We used the X-rite i1 Pro 2 Spectrophotometer combined with the LaCie Blue Eye Pro software package to achieve these results and reports. An X-rite i1 Display Pro Plus colorimeter was used to validate the black depth and contrast ratios due to lower end limitations of the i1 Pro device.

Nixeus NX-EDG34S
Calibrated Settings

 


Monitor OSD Settings

 

Preset Picture mode

Standard

Brightness

8

Contrast

50

Gamma

2.2

Color Tone

User

RGB

47, 49, 50

Luminance Measurements

 

luminance (cd/m2)

120

Black Point (cd/m2)

0.04

Contrast Ratio

3005:1

Colour Space Measurements

 

sRGB coverage

119.2%

DCI-P3 coverage

87.8%

Rec.2020 coverage

63.0%

The OSD settings were adjusted as shown in the table above, as guided during the calibration process and measurements. These OSD changes allowed us to obtain an optimal hardware starting point and setup before software level changes would be made at the graphics card level. We left the  LaCie software to calibrate to "max" brightness which would just retain the luminance of whatever brightness we'd set the screen to, and would not in any way try and alter the luminance at the graphics card level, which can reduce contrast ratio. These adjustments before profiling the screen would help preserve tonal values and limit banding issues. After this we let the software carry out the LUT adjustments and create an ICC profile.

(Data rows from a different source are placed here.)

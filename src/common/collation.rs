// src/common/collation.rs
//
// Name ordering used by every product list and by the suggestion list.

use std::cmp::Ordering;

/// Compares names alphabetically first, ignoring case. Names that differ only
/// in case put the lowercase form first at the first differing letter.
pub fn compare_names(a: &str, b: &str) -> Ordering {
    let folded = a
        .chars()
        .flat_map(char::to_lowercase)
        .cmp(b.chars().flat_map(char::to_lowercase));

    folded.then_with(|| {
        for (x, y) in a.chars().zip(b.chars()) {
            if x == y {
                continue;
            }
            return match (x.is_lowercase(), y.is_lowercase()) {
                (true, false) => Ordering::Less,
                (false, true) => Ordering::Greater,
                _ => x.cmp(&y),
            };
        }
        a.len().cmp(&b.len())
    })
}

#[cfg(test)]
mod tests {
    use super::*;

    fn sorted(names: &[&'static str]) -> Vec<&'static str> {
        let mut names = names.to_vec();
        names.sort_by(|a, b| compare_names(a, b));
        names
    }

    #[test]
    fn letters_decide_before_case() {
        assert_eq!(sorted(&["Gula", "beras"]), vec!["beras", "Gula"]);
        assert_eq!(
            sorted(&["teh", "Apel", "kopi", "Beras", "apel manis"]),
            vec!["Apel", "apel manis", "Beras", "kopi", "teh"]
        );
    }

    #[test]
    fn lowercase_precedes_uppercase_on_a_tie() {
        assert_eq!(sorted(&["Susu", "susu", "SUSU"]), vec!["susu", "Susu", "SUSU"]);
        assert_eq!(compare_names("Kopi", "Kopi"), Ordering::Equal);
    }

    #[test]
    fn shorter_prefix_sorts_first() {
        assert_eq!(compare_names("Roti", "Roti Tawar"), Ordering::Less);
    }
}
// src/handlers/auth.rs

use axum::{extract::State, http::StatusCode, Json};
use validator::Validate;

use crate::{
    common::error::AppError,
    config::AppState,
    middleware::{auth::AuthenticatedUser, json::AppJson},
    models::auth::{AuthResponse, LoginUserPayload, RegisterUserPayload, User},
};

// POST /api/auth/register
#[utoipa::path(
    post,
    path = "/api/auth/register",
    tag = "Auth",
    request_body = RegisterUserPayload,
    responses(
        (status = 201, description = "Akun dibuat", body = AuthResponse),
        (status = 400, description = "Isian tidak valid"),
        (status = 409, description = "Email sudah terdaftar")
    )
)]
pub async fn register(
    State(app_state): State<AppState>,
    AppJson(payload): AppJson<RegisterUserPayload>,
) -> Result<(StatusCode, Json<AuthResponse>), AppError> {
    payload.validate()?;

    let token = app_state
        .auth_service
        .register_user(&payload.name, &payload.email, &payload.password)
        .await?;

    Ok((StatusCode::CREATED, Json(AuthResponse { token })))
}

// POST /api/auth/login
#[utoipa::path(
    post,
    path = "/api/auth/login",
    tag = "Auth",
    request_body = LoginUserPayload,
    responses(
        (status = 200, description = "Login berhasil", body = AuthResponse),
        (status = 401, description = "Email atau kata sandi salah"),
        (status = 403, description = "Akun dinonaktifkan")
    )
)]
pub async fn login(
    State(app_state): State<AppState>,
    AppJson(payload): AppJson<LoginUserPayload>,
) -> Result<Json<AuthResponse>, AppError> {
    payload.validate()?;

    let token = app_state
        .auth_service
        .login_user(&payload.email, &payload.password)
        .await?;

    Ok(Json(AuthResponse { token }))
}

// GET /api/users/me
#[utoipa::path(
    get,
    path = "/api/users/me",
    tag = "Users",
    responses(
        (status = 200, description = "Pengguna yang sedang login", body = User),
        (status = 401, description = "Token tidak valid")
    ),
    security(("api_jwt" = []))
)]
pub async fn get_me(AuthenticatedUser(user): AuthenticatedUser) -> Json<User> {
    Json(user)
}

Despite several attempts, the gamma curve proved difficult to correct fully, and we were left with a small 5% deviance overall. Lighter grey shades seemed to be the problem for further correction. The white point was also now corrected though to 6545k which was good. The brightness control adjustment had reduced the luminance to a comfortable level now, and the screen maintained a strong static contrast ratio of 3005:1 thanks to the VA-type panel. Colour accuracy of the resulting profile was good although not excellent, with dE average of 1.5 and maximum of 2.4. Again it proved difficult to improve the dE any further. LaCie would consider colour fidelity to be decent overall with a slight difference left. Gradients remained pretty similar to default settings, being mostly smooth with a little bit of banding and gradation in the darker shades.

You can use our settings and try our calibrated ICC profile if you wish, which are available in our ICC profile database. Keep in mind that results will vary from one screen to another and from one computer / graphics card to another.



Setup Comparisons

The comparisons made in this section try to give you a better view of how each screen performs, particularly out of the box which is what is going to matter to most consumers. We have divided the table up by panel technology as well to make it easier to compare similar models. When comparing the default factory settings for each monitor it is important to take into account several measurement areas - gamma, white point and colour accuracy. There's no point having a low dE colour accuracy figure if the gamma curve is way off for instance. A good factory calibration requires all 3 to be well set up. We have deliberately not included luminance in this comparison since this is normally far too high by default on every screen. However, that is very easily controlled through the brightness setting (on most screens) and should not impact the other areas being measured anyway. It is easy enough to obtain a suitable luminance for your working conditions and individual preferences, but a reliable factory setup in gamma, white point and colour accuracy is important and some (gamma especially) are not as easy to change accurately without a calibration tool.

From these comparisons we can also compare the calibrated colour accuracy, black depth and contrast ratio. After a calibration the gamma, white point and luminance should all be at their desired targets.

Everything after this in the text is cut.